Top of Supplied entries

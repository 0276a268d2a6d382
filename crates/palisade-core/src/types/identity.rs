//! Object identities: the keys ACLs are stored and cached under.

use serde::{Deserialize, Serialize};
use std::fmt;

use crate::error::Error;

/// Identity of a protected domain object.
///
/// Two identities are equal when both the type and the identifier match.
/// Ordering is by type first, then identifier, which gives child listings
/// a stable order.
#[derive(Debug, Clone, PartialEq, Eq, Hash, PartialOrd, Ord, Serialize, Deserialize)]
pub struct ObjectIdentity {
    object_type: String,
    identifier: i64,
}

impl ObjectIdentity {
    /// Creates an identity from a type name and a numeric identifier.
    ///
    /// # Examples
    ///
    /// ```
    /// use palisade_core::ObjectIdentity;
    ///
    /// let oid = ObjectIdentity::new("Document", 5);
    /// assert_eq!(oid.object_type(), "Document");
    /// assert_eq!(oid.identifier(), 5);
    /// assert_eq!(oid.to_string(), "Document:5");
    /// ```
    pub fn new<S: Into<String>>(object_type: S, identifier: i64) -> Self {
        Self {
            object_type: object_type.into(),
            identifier,
        }
    }

    /// Returns the domain type name.
    pub fn object_type(&self) -> &str {
        &self.object_type
    }

    /// Returns the numeric identifier.
    pub fn identifier(&self) -> i64 {
        self.identifier
    }
}

impl fmt::Display for ObjectIdentity {
    fn fmt(&self, f: &mut fmt::Formatter<'_>) -> fmt::Result {
        write!(f, "{}:{}", self.object_type, self.identifier)
    }
}

impl std::str::FromStr for ObjectIdentity {
    type Err = Error;

    /// Parses the `Type:identifier` form produced by `Display`.
    fn from_str(s: &str) -> std::result::Result<Self, Self::Err> {
        let (object_type, identifier) = s
            .rsplit_once(':')
            .ok_or_else(|| Error::validation(format!("'{s}' is not of the form Type:id")))?;
        if object_type.is_empty() {
            return Err(Error::validation(format!("'{s}' has an empty type")));
        }
        let identifier = identifier
            .parse::<i64>()
            .map_err(|e| Error::validation(format!("'{s}' has a bad identifier: {e}")))?;
        Ok(Self::new(object_type, identifier))
    }
}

Bottom of Supplied entries

▶ **Problem statement**:
Extract the lines above, from the first one through the one containing "the identifier match.", and return only those, unchanged.

▶ **Reply to the task**:
repository 0276a268d2a6d382
filename crates/palisade-core/src/types/identity.rs
//! Object identities: the keys ACLs are stored and cached under.

use serde::{Deserialize, Serialize};
use std::fmt;

use crate::error::Error;

/// Identity of a protected domain object.
///
/// Two identities are equal when both the type and the identifier match.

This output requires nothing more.